Craddock thinks about her paintings in terms of process. She is interested in what happens to them as she works. At times, the work speaks to the passage of time. Craddock may juxtapose unripe fruit with ripe fruit.
The second body of work that consumes Craddock grew out of
her previously “painfully figurative” work. A series of life events and an accidental material find blossomed into this body of work capturing landscape. “I’ve been a painter of trees for 40 years,” she says.
It was around 15 years ago that Craddock gave herself permission to do something other than the trees. That was the moment
when the diptychs began to evolve.
To hear more from Daisy Craddock, including how a work titled Pumpkin Plum impacted her own work, and how storage space changed the course of her practice, listen to the complete interview. Elmaz Abinader is completing a novel at present titled Almost A Life. The story was inspired by her cousin’s fiancee who was forced to remain in civil war-torn Lebanon while he worked toward residency in the US. The fiancee left behind experienced the stark realities of war before eventually coming to the US and
marrying Abinader’s cousin. At a party, Abinader asked how things were going only to receive the answer, “I miss the war.” This jump started her imagination.
The story centers around a woman who experiences war before moving the the US to be with a man she hasn’t seen in four years and the implications that might go along with these circumstances.

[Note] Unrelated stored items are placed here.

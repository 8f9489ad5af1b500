//! The drawing surface callers compose a poster on.

use std::io::Cursor;
use std::path::{Path, PathBuf};
use std::rc::Rc;

use image::codecs::jpeg::JpegEncoder;
use image::{DynamicImage, ImageFormat};
use serde::Deserialize;

use crate::config::DrawConfig;
use crate::error::{DrawError, Result};
use crate::graphics::typeface::FontBook;
use crate::graphics::{text, Alignment, Color, FontSpec, BLACK};
use crate::layout::{wrap, Position, Rect};
use crate::loader::BitmapLoader;
use crate::render::image::{self as bitmap, Fit, Flip};
use crate::render::text::{self as typeset, TextBox, VerticalAnchor};
use crate::render::{mask, Canvas, TextRenderer};

/// Several text settings at once. Unset fields keep their current value.
#[derive(Debug, Clone, Default, Deserialize)]
#[serde(default)]
pub struct TextParams {
    pub font: Option<PathBuf>,
    pub size: Option<f32>,
    pub color: Option<String>,
    pub line_spacing: Option<f32>,
    pub alignment: Option<Alignment>,
}

#[derive(Debug, Clone, Copy, Default, PartialEq, Eq, Deserialize)]
#[serde(default)]
pub struct ImageOptions {
    pub fit: Fit,
    pub flip: Option<Flip>,
}

#[derive(Debug, Clone, Copy, Default, PartialEq, Eq, Deserialize)]
#[serde(rename_all = "lowercase")]
pub enum OutputFormat {
    #[default]
    Png,
    Jpeg,
}

/// A canvas plus the text state every subsequent draw call reads.
///
/// Setters return `&mut Self` so calls can be chained; anything that can fail returns
/// `Result<&mut Self>` instead. A failed call leaves the canvas as it was.
pub struct DrawSurface {
    canvas: Canvas,
    font: FontSpec,
    color: Color,
    config: DrawConfig,
    faces: FontBook,
    /// Replaces the font book for every text call when set
    face: Option<Rc<dyn TextRenderer>>,
    loader: BitmapLoader,
}

impl DrawSurface {
    fn new(canvas: Canvas, config: DrawConfig, loader: BitmapLoader) -> Self {
        Self {
            canvas,
            font: FontSpec::with_size(config.default_size),
            color: BLACK,
            faces: FontBook::default(),
            face: None,
            loader,
            config,
        }
    }

    /// Blank `width` x `height` canvas filled with `hex`
    pub fn with_color(width: u32, height: u32, hex: &str, config: DrawConfig) -> Result<Self> {
        let mut canvas = Canvas::new(width, height);
        let fill = canvas.color(hex)?;
        canvas.fill(fill);
        log::debug!("new {width}x{height} surface filled with {hex}");
        let loader = BitmapLoader::new(config.fetch.clone());
        Ok(Self::new(canvas, config, loader))
    }

    /// Canvas sized and initialized from an image file or URL.
    /// Text color and line spacing start from their defaults.
    pub fn with_background(source: &str, config: DrawConfig) -> Result<Self> {
        let loader = BitmapLoader::new(config.fetch.clone());
        let background = loader.load(source)?;
        log::debug!(
            "new {}x{} surface from {source}",
            background.width(),
            background.height()
        );
        Ok(Self::new(Canvas::from_image(background), config, loader))
    }

    pub fn canvas(&self) -> &Canvas {
        &self.canvas
    }

    pub fn font(&self) -> &FontSpec {
        &self.font
    }

    pub fn color(&self) -> Color {
        self.color
    }

    /// Switches to the font file at `path`. A path that is not a file is ignored.
    pub fn set_font(&mut self, path: impl AsRef<Path>) -> &mut Self {
        let path = path.as_ref();
        if !path.is_file() {
            log::warn!("font {} not found, keeping the current one", path.display());
            return self;
        }
        self.font.path = Some(path.to_path_buf());
        self.face = None;
        self
    }

    pub fn set_size(&mut self, size: f32) -> &mut Self {
        self.font.size = size;
        self
    }

    pub fn set_color(&mut self, hex: &str) -> Result<&mut Self> {
        self.color = self.canvas.color(hex)?;
        Ok(self)
    }

    pub fn set_line_spacing(&mut self, spacing: f32) -> &mut Self {
        self.font.line_spacing = Some(spacing);
        self
    }

    pub fn set_alignment(&mut self, alignment: Alignment) -> &mut Self {
        self.font.alignment = alignment;
        self
    }

    /// Applies every field of `params` that is set. The color is parsed first, so a bad
    /// color leaves all settings untouched.
    pub fn set_text_params(&mut self, params: &TextParams) -> Result<&mut Self> {
        if let Some(hex) = &params.color {
            self.set_color(hex)?;
        }
        if let Some(path) = &params.font {
            self.set_font(path);
        }
        if let Some(size) = params.size {
            self.set_size(size);
        }
        if let Some(spacing) = params.line_spacing {
            self.set_line_spacing(spacing);
        }
        if let Some(alignment) = params.alignment {
            self.set_alignment(alignment);
        }
        Ok(self)
    }

    /// Uses `face` for measuring and drawing text until the next [`set_font`](Self::set_font)
    pub fn set_face(&mut self, face: Rc<dyn TextRenderer>) -> &mut Self {
        self.face = Some(face);
        self
    }

    fn renderer(&mut self) -> Result<Rc<dyn TextRenderer>> {
        if let Some(face) = &self.face {
            return Ok(face.clone());
        }
        let face: Rc<dyn TextRenderer> = self
            .faces
            .get(self.font.path.as_deref(), self.config.default_font.as_deref())?;
        Ok(face)
    }

    /// Wraps `raw` to the box width (the canvas width by default) and draws it.
    pub fn add_text(&mut self, raw: &str, target: TextBox) -> Result<&mut Self> {
        if text::sanitize(raw).is_empty() {
            return Ok(self);
        }
        let renderer = self.renderer()?;
        let width = target.width.unwrap_or(self.canvas.width());
        let lines = wrap::wrap(&*renderer, &self.font, raw, width, target.max_lines)?;
        let placed = typeset::place(
            &mut self.canvas,
            &*renderer,
            &self.font,
            &lines,
            Position::new(target.x, target.y),
            width,
            self.color,
        )?;
        log::trace!("text {:?} placed at {placed:?}", lines.lines);
        Ok(self)
    }

    pub fn add_vertical_text(
        &mut self,
        raw: &str,
        x: i32,
        y: i32,
        anchor: VerticalAnchor,
    ) -> Result<&mut Self> {
        if text::sanitize(raw).is_empty() {
            return Ok(self);
        }
        let renderer = self.renderer()?;
        typeset::place_vertical(
            &mut self.canvas,
            &*renderer,
            &self.font,
            raw,
            Position::new(x, y),
            anchor,
            self.color,
        )?;
        Ok(self)
    }

    /// Loads `source`, fits it to `dest`, optionally flips it and blends it in.
    pub fn add_image(&mut self, source: &str, dest: Rect, options: ImageOptions) -> Result<&mut Self> {
        let loaded = self.loader.load(source)?;
        let placed = bitmap::composite(
            &mut self.canvas,
            loaded,
            dest,
            options.fit,
            options.flip,
            self.config.portrait_bias,
        );
        log::trace!("{source} placed at {placed:?}");
        Ok(self)
    }

    /// `source` cropped to `dest` and clipped to a circle
    pub fn add_round_image(&mut self, source: &str, dest: Rect) -> Result<&mut Self> {
        let loaded = self.loader.load(source)?;
        if dest.is_empty() {
            return Ok(self);
        }
        let cropped = bitmap::edge_crop(&loaded, dest.width, dest.height, self.config.portrait_bias);
        bitmap::blit_letterboxed(&mut self.canvas, &mask::circular(&cropped), dest);
        Ok(self)
    }

    /// `source` cropped to `dest` with its top corners rounded by `radius`
    pub fn add_radius_image(&mut self, source: &str, radius: u32, dest: Rect) -> Result<&mut Self> {
        let loaded = self.loader.load(source)?;
        if dest.is_empty() {
            return Ok(self);
        }
        let cropped = bitmap::edge_crop(&loaded, dest.width, dest.height, self.config.portrait_bias);
        bitmap::blit_letterboxed(&mut self.canvas, &mask::rounded_corners(cropped, radius), dest);
        Ok(self)
    }

    pub fn into_png(self) -> Result<Vec<u8>> {
        let mut bytes = Vec::new();
        self.canvas
            .into_image()
            .write_to(&mut Cursor::new(&mut bytes), ImageFormat::Png)
            .map_err(DrawError::Encode)?;
        Ok(bytes)
    }

    /// JPEG has no alpha channel, so transparency is dropped.
    pub fn into_jpeg(self, quality: u8) -> Result<Vec<u8>> {
        let rgb = DynamicImage::ImageRgba8(self.canvas.into_image()).to_rgb8();
        let mut bytes = Vec::new();
        JpegEncoder::new_with_quality(&mut bytes, quality.clamp(1, 100))
            .encode_image(&rgb)
            .map_err(DrawError::Encode)?;
        Ok(bytes)
    }

    /// Encodes with the configured JPEG quality where it applies
    pub fn encode(self, format: OutputFormat) -> Result<Vec<u8>> {
        match format {
            OutputFormat::Png => self.into_png(),
            OutputFormat::Jpeg => {
                let quality = self.config.jpeg_quality;
                self.into_jpeg(quality)
            }
        }
    }
}

#[cfg(test)]
mod tests {
    use super::*;
    use crate::render::blocks::Blocks;
    use image::{Rgba, RgbaImage};

    const WHITE: Rgba<u8> = Rgba([255, 255, 255, 255]);

    fn white(width: u32, height: u32) -> DrawSurface {
        let mut surface = DrawSurface::with_color(width, height, "#ffffff", DrawConfig::default()).unwrap();
        surface.set_face(Rc::new(Blocks));
        surface
    }

    fn count(surface: &DrawSurface, pixel: Rgba<u8>) -> usize {
        surface.canvas().pixels().pixels().filter(|p| **p == pixel).count()
    }

    #[test]
    fn background_color_fills_the_canvas() {
        let surface = white(20, 10);
        assert_eq!(surface.canvas().size().width, 20);
        assert_eq!(count(&surface, WHITE), 200);
        assert_eq!(surface.color(), BLACK);
    }

    #[test]
    fn bad_color_is_rejected_and_keeps_the_old_one() {
        let mut surface = white(4, 4);
        assert!(matches!(surface.set_color("#zzzzzz"), Err(DrawError::InvalidColor(_))));
        assert_eq!(surface.color(), BLACK);
    }

    #[test]
    fn missing_font_is_ignored() {
        let mut surface = white(4, 4);
        surface.set_font("/no/such/font.ttf");
        assert!(surface.font().path.is_none());
    }

    #[test]
    fn text_params_apply_together() {
        let mut surface = white(4, 4);
        let params: TextParams = serde_json::from_str(
            r##"{ "size": 30, "color": "#f00", "line_spacing": 1.5, "alignment": "center" }"##,
        )
        .unwrap();
        surface.set_text_params(&params).unwrap();
        assert_eq!(surface.font().size, 30.0);
        assert_eq!(surface.font().line_spacing(), 1.5);
        assert_eq!(surface.font().alignment, Alignment::Center);
        assert_eq!(surface.color(), Color::new(240, 0, 0, 255));
    }

    #[test]
    fn text_defaults_to_canvas_width() {
        let mut surface = white(40, 60);
        // 5 units fit in 40px, so "ABCDEFG" wraps onto a second line
        surface.add_text("ABCDEFG", TextBox::at(0, 20)).unwrap();
        let black = Rgba([0, 0, 0, 255]);
        assert_eq!(surface.canvas().get(Position::new(39, 15)), Some(black));
        assert_eq!(surface.canvas().get(Position::new(8, 27)), Some(black));
        assert_eq!(surface.canvas().get(Position::new(16, 27)), Some(WHITE));
    }

    #[test]
    fn empty_text_needs_no_font() {
        let mut surface =
            DrawSurface::with_color(10, 10, "#ffffff", DrawConfig::default()).unwrap();
        surface.add_text("\n", TextBox::at(0, 5)).unwrap();
        surface.add_vertical_text("", 0, 5, VerticalAnchor::Top).unwrap();
        assert_eq!(count(&surface, WHITE), 100);
    }

    #[test]
    fn missing_image_aborts_the_call() {
        let mut surface = white(10, 10);
        let err = surface
            .add_image("/no/such.png", Rect::new(0, 0, 10, 10), ImageOptions::default())
            .err()
            .unwrap();
        assert!(matches!(err, DrawError::NotFound { .. }));
        assert_eq!(count(&surface, WHITE), 100);
    }

    #[test]
    fn flipped_stretch_lands_mirrored() {
        let dir = tempfile::tempdir().unwrap();
        let path = dir.path().join("halves.png");
        RgbaImage::from_fn(2, 1, |x, _| if x == 0 { Rgba([255, 0, 0, 255]) } else { Rgba([0, 0, 255, 255]) })
            .save(&path)
            .unwrap();

        let mut surface = white(20, 10);
        let options = ImageOptions {
            fit: Fit::Stretch,
            flip: Some(Flip::Horizontal),
        };
        surface
            .add_image(path.to_str().unwrap(), Rect::new(0, 0, 20, 10), options)
            .unwrap();
        assert_eq!(surface.canvas().get(Position::new(0, 5)), Some(Rgba([0, 0, 255, 255])));
        assert_eq!(surface.canvas().get(Position::new(19, 5)), Some(Rgba([255, 0, 0, 255])));
    }

    #[test]
    fn jpeg_drops_alpha() {
        let surface = white(8, 8);
        let bytes = surface.into_jpeg(90).unwrap();
        let decoded = image::load_from_memory(&bytes).unwrap();
        assert_eq!((decoded.width(), decoded.height()), (8, 8));
        assert!(!decoded.color().has_alpha());
    }
}
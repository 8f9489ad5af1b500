use std::path::{Path, PathBuf};

use image::{Rgba, RgbaImage};
use placard::graphics::typeface::Typeface;
use placard::{DrawConfig, DrawSurface};

pub const WHITE: Rgba<u8> = Rgba([255, 255, 255, 255]);
pub const RED: Rgba<u8> = Rgba([255, 0, 0, 255]);

/// The face compiled into the crate, as a file callers could point `set_font` at
pub fn bundled_font() -> PathBuf {
    Path::new(env!("CARGO_MANIFEST_DIR")).join("../assets/DejaVuSans/DejaVuSans.ttf")
}

pub fn bundled_face() -> Typeface {
    Typeface::load(&bundled_font()).unwrap()
}

pub fn white_surface(width: u32, height: u32) -> DrawSurface {
    let mut surface =
        DrawSurface::with_color(width, height, "#ffffff", DrawConfig::default()).unwrap();
    surface.set_font(bundled_font());
    surface
}

pub fn write_png(dir: &Path, name: &str, image: &RgbaImage) -> PathBuf {
    let path = dir.join(name);
    image.save(&path).unwrap();
    path
}

/// Pixels that differ between two same-sized images
pub fn changed(before: &RgbaImage, after: &RgbaImage) -> Vec<(u32, u32)> {
    before
        .enumerate_pixels()
        .filter(|(x, y, pixel)| after.get_pixel(*x, *y) != *pixel)
        .map(|(x, y, _)| (x, y))
        .collect()
}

Abinader herself has spend time in the Middle East and Central America where tensions exist, but has no personal experience of wartime herself. For the book she did a tremendous amount of research in order to try to understand what wartime is like and what war does to a person. In order to construct the novel, Abinader had to construct the many layers of this story from the macro level down to the very intimate layer of the character
herself.
Recently, Abinader encountered the woman who inspired the character who has raised her children here and asked how things are. The reply she received, “I am a stranger here.” Even after so many years–her cousin’s daughters are in college now–there is still the feeling of being an outsider, a
stranger.
For the novel Abinader interviewed over 50 people. She says that at first people gave her “canned stories” but as she went back to them repeatedly their stories became more authentic. In one case, her doctor during treatment for thyroid cancer who came from Lebanon told her lighthearted stories of wartime for a long time.
Eventually he unraveled and revealed that he lives with PTSD from the war.